The district's relationship with law enforcement is another important piece of the puzzle. Lichtenberg, as a police officer, is a direct link to the police department, and he's the first line of defense at the high school in the case of an active shooter.

But Thompson said Capt. Don Miller also has played a vital role along with Lichtenberg on the district's safety team over the past 10 to 15 years.

The police department also holds training sessions at the school in the summer and brings officers through every building so they can get familiar with the layouts.

"The Norfolk Police Division has been training on active shooter things since ... it was probably after Columbine when everything changed in the way they respond to active shooters and stuff, and it's been an evolution because we learn from incidents across the country," Miller said. "We analyze those. We follow a national standard, and we have regular meetings with the school and we work with the school on their protocols and our protocols to make sure that we can work together and they mesh."

The district uses standard response protocols suggested by the Nebraska Department of Education. Norfolk Public Schools plans to release a video at the beginning of April, too, in regard to its protocols to assure parents about what practices are in place for students.

The parochial schools in Norfolk started using these protocols, too, which Thompson said was a big step.
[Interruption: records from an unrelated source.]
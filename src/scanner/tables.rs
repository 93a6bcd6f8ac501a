//! Symbol tables
//!
//! - the static reserved-symbol table of keywords and punctuation
//! - [`LiteralTable`], one per literal class, assigning dense ids in
//!   first-seen order

use crate::constants::RESERVED_SYMBOLS;
use rustc_hash::FxHashMap;

/// One entry of the reserved-symbol table
#[derive(Debug, Clone, Copy, PartialEq, Eq)]
pub struct ReservedSymbol {
    /// Index as declared in the table (not unique)
    pub index: usize,
    pub text: &'static str,
    /// `true` for punctuation and operators, `false` for keywords
    pub is_delimiter: bool,
}

impl ReservedSymbol {
    pub const fn keyword(index: usize, text: &'static str) -> Self {
        Self {
            index,
            text,
            is_delimiter: false,
        }
    }

    pub const fn delimiter(index: usize, text: &'static str) -> Self {
        Self {
            index,
            text,
            is_delimiter: true,
        }
    }

    pub fn is_multi_char(&self) -> bool {
        self.text.chars().count() > 1
    }
}

/// The full reserved-symbol table in declaration order.
pub fn reserved_symbols() -> &'static [ReservedSymbol] {
    RESERVED_SYMBOLS
}

/// Position of the first reserved symbol matching `text`, ignoring ASCII case.
pub fn lookup_reserved(text: &str) -> Option<usize> {
    RESERVED_SYMBOLS
        .iter()
        .position(|symbol| symbol.text.eq_ignore_ascii_case(text))
}

/// Append-only table of distinct literal texts.
///
/// Ids are dense and assigned in insertion order; inserting a text that is
/// already present returns its existing id.
#[derive(Debug, Clone, Default)]
pub struct LiteralTable {
    entries: Vec<String>,
    ids: FxHashMap<String, usize>,
}

impl LiteralTable {
    pub fn new() -> Self {
        Self::default()
    }

    /// Insert `text` if unseen and return its id.
    pub fn intern(&mut self, text: &str) -> usize {
        if let Some(&id) = self.ids.get(text) {
            return id;
        }
        let id = self.entries.len();
        self.entries.push(text.to_string());
        self.ids.insert(text.to_string(), id);
        id
    }

    pub fn id_of(&self, text: &str) -> Option<usize> {
        self.ids.get(text).copied()
    }

    pub fn get(&self, id: usize) -> Option<&str> {
        self.entries.get(id).map(String::as_str)
    }

    /// All entries, indexed by id
    pub fn entries(&self) -> &[String] {
        &self.entries
    }

    pub fn len(&self) -> usize {
        self.entries.len()
    }

    pub fn is_empty(&self) -> bool {
        self.entries.is_empty()
    }
}

#[cfg(test)]
mod tests {
    use super::*;

    #[test]
    fn test_lookup_is_case_insensitive() {
        let lower = lookup_reserved("procedure");
        assert!(lower.is_some());
        assert_eq!(lookup_reserved("PROCEDURE"), lower);
        assert_eq!(lookup_reserved("ProCeDure"), lower);
    }

    #[test]
    fn test_lookup_returns_position_not_declared_index() {
        // `:=` is declared with index 13 but sits after `else` (also 13)
        let assign = lookup_reserved(":=").unwrap();
        let else_kw = lookup_reserved("else").unwrap();
        assert_eq!(else_kw + 1, assign);
        assert_eq!(reserved_symbols()[assign].index, reserved_symbols()[else_kw].index);
    }

    #[test]
    fn test_lookup_miss() {
        assert_eq!(lookup_reserved("<="), None);
        assert_eq!(lookup_reserved("-"), None);
        assert_eq!(lookup_reserved("while"), None);
        assert_eq!(lookup_reserved(""), None);
    }

    #[test]
    fn test_multi_char_entries() {
        let multi: Vec<&str> = reserved_symbols()
            .iter()
            .filter(|s| s.is_delimiter && s.is_multi_char())
            .map(|s| s.text)
            .collect();
        assert_eq!(multi, vec![":=", "<>"]);
    }

    #[test]
    fn test_literal_table_first_seen_wins() {
        let mut table = LiteralTable::new();
        assert_eq!(table.intern("x"), 0);
        assert_eq!(table.intern("y"), 1);
        assert_eq!(table.intern("x"), 0);
        assert_eq!(table.len(), 2);
        assert_eq!(table.get(1), Some("y"));
        assert_eq!(table.id_of("z"), None);
        assert_eq!(table.entries(), &["x".to_string(), "y".to_string()]);
    }
}
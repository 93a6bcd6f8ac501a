//! Statement rule
//!
//! ```text
//! statement ::= 'if' expression 'then' expression
//! ```
//!
//! A missing keyword is reported and the following expression is parsed
//! anyway from the current lookahead.

use super::checker::GrammarChecker;
use crate::diagnostics::DiagnosticKind;

impl GrammarChecker<'_, '_> {
    pub(crate) fn statement(&mut self) {
        tracing::debug!(lookahead = %self.lookahead(), "checking if statement");

        self.expect_keyword("if");
        self.expression();

        self.expect_keyword("then");
        self.expression();
    }

    fn expect_keyword(&mut self, keyword: &'static str) {
        if !self.match_symbol(keyword) {
            let found = self.lookahead().to_string();
            self.error(DiagnosticKind::ExpectedKeyword { keyword, found });
        }
    }
}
It means that if students are at other schools for activities, they'll all know how to respond if an emergency situation occurs.

The protocols include what to do in a lockout when the threat is outside the building, a lockdown when the threat is inside, an evacuation situation, which would occur with something like a gas leak, and then a shelter situation, which would occur if there was a tornado or other natural disaster.

There's also plans to continue to evaluate safety moving forward.

"I think the anonymous reporting piece is going to be our first step, but when we get that together, we're going to look at everything," Thompson said. "We'll go back through our facilities and look at our entrances, which we feel are safe and secure, but we'll look to see if there are any improvements that can be made. Are we following our practices and procedures the way we should be? Are we practicing enough? That is probably a piece that we'll want to address is practicing our intruder drills more often."

Many times, there are opinions that circulate after a tragedy about what could mitigate further incidents — from arming teachers to installing metal detectors. But the district and the police department don't want to act hastily. Instead they want to evaluate what best practices to use, and Hart, Thompson, Lichtenberg and Miller agree that when you look at all the factors, knee-jerk reactions — like the aforementioned examples — are not the best solutions.

"There's a lot of quick fix ideas, but our job is to analyze what do we think would be effective to actually make somebody safe with our resources?" Miller said.

That's why, in the end, Hart said school safety is built one conversation at a time, and ensuring safety is an evolution.

"We're always evaluating, always looking at what our options are," Lichtenberg said. "We are always looking at what's best for our kids."